━━━━━ Input material ━━━━━

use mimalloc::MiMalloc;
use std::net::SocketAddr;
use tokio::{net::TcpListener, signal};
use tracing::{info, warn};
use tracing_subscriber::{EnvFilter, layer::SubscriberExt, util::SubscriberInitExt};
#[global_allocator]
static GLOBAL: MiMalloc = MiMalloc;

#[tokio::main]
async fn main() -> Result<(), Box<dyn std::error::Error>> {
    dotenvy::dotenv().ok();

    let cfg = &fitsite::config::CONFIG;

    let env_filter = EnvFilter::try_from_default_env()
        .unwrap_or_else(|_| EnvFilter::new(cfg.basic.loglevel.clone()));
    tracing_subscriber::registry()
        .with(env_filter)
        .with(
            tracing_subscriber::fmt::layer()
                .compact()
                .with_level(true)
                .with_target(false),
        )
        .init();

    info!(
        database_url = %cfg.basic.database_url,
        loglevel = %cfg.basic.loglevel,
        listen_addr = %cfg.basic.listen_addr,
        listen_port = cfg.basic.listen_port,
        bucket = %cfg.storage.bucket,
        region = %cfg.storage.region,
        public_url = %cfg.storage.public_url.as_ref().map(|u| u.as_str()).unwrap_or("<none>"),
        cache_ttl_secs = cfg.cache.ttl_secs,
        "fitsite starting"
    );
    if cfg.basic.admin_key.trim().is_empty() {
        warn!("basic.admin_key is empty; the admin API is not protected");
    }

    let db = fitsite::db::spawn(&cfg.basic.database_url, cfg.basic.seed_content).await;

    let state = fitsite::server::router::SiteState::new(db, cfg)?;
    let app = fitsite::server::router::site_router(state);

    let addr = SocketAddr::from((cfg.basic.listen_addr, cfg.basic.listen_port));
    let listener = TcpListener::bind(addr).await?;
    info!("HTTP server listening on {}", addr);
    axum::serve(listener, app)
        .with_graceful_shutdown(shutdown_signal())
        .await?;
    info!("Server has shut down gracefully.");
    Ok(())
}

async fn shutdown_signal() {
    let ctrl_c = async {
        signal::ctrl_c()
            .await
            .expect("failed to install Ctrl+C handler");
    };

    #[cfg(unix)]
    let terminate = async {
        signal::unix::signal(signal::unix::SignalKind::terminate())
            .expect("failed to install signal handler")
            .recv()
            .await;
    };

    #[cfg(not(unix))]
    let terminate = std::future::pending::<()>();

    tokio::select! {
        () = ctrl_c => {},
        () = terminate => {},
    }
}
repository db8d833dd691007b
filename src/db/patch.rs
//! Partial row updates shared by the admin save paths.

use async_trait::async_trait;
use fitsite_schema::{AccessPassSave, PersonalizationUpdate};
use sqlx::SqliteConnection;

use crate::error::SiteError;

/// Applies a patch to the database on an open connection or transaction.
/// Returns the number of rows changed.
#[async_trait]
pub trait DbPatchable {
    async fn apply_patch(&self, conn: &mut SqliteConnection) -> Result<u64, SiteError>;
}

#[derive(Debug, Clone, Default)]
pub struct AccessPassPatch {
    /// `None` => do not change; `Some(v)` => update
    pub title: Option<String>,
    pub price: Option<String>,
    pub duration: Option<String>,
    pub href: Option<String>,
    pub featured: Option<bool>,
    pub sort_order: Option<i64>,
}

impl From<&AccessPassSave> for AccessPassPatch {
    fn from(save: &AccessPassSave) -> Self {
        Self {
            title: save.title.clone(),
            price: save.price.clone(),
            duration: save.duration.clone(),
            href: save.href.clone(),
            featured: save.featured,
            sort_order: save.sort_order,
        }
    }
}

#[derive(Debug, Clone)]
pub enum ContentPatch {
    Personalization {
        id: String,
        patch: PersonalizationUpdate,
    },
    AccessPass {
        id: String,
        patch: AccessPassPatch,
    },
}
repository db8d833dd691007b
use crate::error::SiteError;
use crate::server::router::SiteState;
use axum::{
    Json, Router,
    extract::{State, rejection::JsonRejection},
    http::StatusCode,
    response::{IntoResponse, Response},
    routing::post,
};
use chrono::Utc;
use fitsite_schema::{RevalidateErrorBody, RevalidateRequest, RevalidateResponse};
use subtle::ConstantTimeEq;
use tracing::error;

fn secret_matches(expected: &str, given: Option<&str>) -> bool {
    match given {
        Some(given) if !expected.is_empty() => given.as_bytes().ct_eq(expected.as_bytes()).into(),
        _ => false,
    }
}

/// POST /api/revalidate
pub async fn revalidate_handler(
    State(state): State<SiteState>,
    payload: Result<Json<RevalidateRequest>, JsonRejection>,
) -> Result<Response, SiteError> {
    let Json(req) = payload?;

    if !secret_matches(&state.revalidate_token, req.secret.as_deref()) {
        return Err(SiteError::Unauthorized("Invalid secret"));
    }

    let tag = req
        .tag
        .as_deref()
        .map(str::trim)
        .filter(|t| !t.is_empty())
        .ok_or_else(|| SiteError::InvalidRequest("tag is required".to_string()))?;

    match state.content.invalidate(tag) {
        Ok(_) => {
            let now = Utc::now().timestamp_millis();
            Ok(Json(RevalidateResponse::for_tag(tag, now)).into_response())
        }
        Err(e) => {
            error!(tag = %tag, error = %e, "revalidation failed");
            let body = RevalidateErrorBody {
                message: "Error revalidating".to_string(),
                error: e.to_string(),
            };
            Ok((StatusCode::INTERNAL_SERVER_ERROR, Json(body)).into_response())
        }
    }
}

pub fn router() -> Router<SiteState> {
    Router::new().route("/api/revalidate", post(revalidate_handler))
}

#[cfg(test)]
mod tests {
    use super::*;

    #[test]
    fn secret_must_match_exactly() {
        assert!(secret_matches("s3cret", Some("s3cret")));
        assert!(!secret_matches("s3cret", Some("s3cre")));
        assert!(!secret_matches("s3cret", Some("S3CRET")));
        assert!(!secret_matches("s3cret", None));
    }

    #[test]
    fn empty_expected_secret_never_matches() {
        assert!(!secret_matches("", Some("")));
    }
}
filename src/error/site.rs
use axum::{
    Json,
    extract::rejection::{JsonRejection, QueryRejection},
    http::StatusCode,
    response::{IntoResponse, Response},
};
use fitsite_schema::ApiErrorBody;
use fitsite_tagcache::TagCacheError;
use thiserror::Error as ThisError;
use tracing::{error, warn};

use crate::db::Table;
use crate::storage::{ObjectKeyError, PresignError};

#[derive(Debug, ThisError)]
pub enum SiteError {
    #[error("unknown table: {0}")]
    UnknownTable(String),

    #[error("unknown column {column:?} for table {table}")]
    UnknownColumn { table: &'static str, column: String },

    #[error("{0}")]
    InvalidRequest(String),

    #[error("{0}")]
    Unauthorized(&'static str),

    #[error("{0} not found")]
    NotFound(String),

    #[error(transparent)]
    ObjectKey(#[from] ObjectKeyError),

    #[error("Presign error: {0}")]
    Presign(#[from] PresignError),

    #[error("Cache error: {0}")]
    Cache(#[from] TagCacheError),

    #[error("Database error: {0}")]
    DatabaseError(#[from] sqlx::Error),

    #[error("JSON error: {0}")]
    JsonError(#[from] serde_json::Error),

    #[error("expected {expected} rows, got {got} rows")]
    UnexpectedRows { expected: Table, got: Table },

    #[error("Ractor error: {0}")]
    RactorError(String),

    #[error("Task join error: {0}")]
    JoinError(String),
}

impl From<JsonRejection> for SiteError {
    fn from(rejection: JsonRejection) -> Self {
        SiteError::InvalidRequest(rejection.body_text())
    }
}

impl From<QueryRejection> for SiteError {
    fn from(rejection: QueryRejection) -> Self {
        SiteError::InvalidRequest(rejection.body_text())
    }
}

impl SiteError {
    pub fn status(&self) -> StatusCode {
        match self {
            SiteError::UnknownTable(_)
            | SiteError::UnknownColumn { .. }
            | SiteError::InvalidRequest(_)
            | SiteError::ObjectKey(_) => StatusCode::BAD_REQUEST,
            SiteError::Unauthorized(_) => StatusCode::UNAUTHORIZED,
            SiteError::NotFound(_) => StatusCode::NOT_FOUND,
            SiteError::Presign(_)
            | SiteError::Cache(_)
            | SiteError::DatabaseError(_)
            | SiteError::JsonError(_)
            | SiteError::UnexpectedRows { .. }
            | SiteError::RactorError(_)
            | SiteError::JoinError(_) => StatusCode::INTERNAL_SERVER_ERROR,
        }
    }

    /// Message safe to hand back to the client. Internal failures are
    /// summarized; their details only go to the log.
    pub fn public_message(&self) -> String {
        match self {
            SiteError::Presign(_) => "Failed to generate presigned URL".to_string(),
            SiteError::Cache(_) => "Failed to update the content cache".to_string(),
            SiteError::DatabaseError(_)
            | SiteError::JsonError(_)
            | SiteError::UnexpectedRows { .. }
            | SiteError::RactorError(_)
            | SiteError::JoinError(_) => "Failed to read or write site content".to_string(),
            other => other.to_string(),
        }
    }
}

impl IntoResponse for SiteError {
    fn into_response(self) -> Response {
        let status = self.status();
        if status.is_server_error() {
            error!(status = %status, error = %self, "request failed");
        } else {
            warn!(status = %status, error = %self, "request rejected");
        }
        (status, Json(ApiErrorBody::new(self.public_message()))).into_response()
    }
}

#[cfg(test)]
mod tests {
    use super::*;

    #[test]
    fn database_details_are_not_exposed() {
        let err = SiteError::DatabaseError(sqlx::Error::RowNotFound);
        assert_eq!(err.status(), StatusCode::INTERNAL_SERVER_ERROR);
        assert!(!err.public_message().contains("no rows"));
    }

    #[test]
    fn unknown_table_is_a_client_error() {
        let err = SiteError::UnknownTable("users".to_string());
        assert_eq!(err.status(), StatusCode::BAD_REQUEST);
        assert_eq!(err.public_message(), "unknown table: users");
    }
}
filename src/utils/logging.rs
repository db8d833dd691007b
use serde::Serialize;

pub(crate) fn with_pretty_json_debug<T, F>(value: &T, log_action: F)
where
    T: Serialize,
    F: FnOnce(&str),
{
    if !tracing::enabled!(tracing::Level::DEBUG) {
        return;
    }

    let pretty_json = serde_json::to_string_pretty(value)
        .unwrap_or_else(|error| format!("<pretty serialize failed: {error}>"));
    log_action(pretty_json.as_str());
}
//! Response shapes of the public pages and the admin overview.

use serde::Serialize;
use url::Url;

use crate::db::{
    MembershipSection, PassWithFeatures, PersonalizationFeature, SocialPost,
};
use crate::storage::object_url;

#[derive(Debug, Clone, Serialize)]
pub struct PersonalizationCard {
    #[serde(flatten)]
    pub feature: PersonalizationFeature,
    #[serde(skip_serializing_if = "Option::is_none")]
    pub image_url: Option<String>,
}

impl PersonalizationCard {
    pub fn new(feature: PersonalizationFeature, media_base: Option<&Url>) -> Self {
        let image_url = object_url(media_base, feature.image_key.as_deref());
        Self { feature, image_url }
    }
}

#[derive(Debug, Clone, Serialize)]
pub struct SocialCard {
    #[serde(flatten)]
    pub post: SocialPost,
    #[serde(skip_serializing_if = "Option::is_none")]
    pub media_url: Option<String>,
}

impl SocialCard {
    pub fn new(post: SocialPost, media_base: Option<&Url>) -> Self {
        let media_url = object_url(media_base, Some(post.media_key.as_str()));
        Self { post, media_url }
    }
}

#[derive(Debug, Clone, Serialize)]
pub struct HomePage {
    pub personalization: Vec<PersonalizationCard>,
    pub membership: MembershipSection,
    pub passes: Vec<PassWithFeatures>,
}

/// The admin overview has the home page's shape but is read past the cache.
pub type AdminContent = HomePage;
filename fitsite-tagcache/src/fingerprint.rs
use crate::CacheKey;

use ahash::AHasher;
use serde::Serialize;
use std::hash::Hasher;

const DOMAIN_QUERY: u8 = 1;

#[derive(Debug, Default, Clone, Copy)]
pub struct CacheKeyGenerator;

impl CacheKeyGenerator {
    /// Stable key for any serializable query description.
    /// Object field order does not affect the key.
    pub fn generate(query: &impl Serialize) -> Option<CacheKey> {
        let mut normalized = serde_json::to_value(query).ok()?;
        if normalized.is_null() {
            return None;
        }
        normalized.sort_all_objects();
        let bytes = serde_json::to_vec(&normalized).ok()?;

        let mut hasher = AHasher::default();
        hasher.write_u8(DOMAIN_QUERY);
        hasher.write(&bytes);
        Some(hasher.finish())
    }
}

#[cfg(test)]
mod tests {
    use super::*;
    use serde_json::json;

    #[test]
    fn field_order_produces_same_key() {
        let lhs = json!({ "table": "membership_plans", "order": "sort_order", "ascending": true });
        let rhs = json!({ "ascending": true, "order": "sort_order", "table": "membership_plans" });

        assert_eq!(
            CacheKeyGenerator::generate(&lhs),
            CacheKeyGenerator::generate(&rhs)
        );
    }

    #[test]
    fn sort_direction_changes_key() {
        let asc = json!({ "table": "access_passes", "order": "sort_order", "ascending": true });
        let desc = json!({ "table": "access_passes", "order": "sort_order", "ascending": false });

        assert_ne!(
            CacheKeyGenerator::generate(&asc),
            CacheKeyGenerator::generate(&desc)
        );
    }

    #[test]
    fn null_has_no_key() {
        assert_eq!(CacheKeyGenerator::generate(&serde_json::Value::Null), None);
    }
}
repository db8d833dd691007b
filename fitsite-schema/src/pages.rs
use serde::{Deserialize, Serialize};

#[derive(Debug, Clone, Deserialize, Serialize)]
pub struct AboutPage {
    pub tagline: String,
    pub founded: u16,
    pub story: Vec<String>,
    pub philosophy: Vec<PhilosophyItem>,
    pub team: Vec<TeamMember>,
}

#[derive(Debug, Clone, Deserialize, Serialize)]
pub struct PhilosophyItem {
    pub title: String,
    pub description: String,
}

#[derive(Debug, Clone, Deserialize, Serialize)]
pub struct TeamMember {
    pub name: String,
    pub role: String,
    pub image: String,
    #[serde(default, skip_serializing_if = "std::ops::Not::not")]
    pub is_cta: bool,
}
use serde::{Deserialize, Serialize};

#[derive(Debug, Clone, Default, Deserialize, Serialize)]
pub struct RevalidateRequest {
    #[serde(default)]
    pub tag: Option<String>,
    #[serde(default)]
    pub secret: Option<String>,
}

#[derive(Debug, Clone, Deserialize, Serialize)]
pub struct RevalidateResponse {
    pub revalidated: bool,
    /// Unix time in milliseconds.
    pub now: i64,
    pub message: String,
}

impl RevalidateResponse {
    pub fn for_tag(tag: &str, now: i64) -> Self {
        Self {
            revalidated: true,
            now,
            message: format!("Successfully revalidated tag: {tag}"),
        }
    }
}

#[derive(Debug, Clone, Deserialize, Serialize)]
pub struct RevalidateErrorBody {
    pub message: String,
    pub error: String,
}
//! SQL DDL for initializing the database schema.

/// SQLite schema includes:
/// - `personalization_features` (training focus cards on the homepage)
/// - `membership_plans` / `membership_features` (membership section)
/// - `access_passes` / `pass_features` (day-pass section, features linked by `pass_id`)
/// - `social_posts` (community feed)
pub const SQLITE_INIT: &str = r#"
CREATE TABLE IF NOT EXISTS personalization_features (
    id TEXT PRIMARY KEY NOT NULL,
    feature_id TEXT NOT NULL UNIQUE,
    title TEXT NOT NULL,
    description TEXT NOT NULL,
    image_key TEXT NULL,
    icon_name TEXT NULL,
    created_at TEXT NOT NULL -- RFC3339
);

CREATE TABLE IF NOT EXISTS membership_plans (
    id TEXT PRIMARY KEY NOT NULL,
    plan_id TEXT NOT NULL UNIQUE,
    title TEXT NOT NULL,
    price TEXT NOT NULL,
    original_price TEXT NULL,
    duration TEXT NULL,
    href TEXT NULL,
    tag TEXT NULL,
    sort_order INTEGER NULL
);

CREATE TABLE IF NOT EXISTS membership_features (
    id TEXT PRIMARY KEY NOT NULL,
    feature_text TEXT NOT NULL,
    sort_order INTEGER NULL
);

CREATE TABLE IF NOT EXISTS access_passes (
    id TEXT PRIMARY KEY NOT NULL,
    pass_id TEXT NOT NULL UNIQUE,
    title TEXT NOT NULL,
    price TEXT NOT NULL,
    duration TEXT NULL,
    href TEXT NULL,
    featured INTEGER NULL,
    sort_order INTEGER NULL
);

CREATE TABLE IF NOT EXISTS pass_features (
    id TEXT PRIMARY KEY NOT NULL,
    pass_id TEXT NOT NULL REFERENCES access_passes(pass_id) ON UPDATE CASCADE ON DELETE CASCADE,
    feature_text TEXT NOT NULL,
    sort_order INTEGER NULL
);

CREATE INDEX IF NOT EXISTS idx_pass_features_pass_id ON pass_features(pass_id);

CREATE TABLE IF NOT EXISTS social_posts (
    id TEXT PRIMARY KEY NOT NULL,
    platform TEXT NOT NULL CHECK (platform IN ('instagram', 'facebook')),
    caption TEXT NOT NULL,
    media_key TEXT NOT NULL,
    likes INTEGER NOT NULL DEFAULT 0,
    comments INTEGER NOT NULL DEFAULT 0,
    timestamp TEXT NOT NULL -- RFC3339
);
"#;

━━━━━

**Problem to solve**: Note how many lines of the records contain the string "impl", and give that number with nothing added.

**Task solution**: 10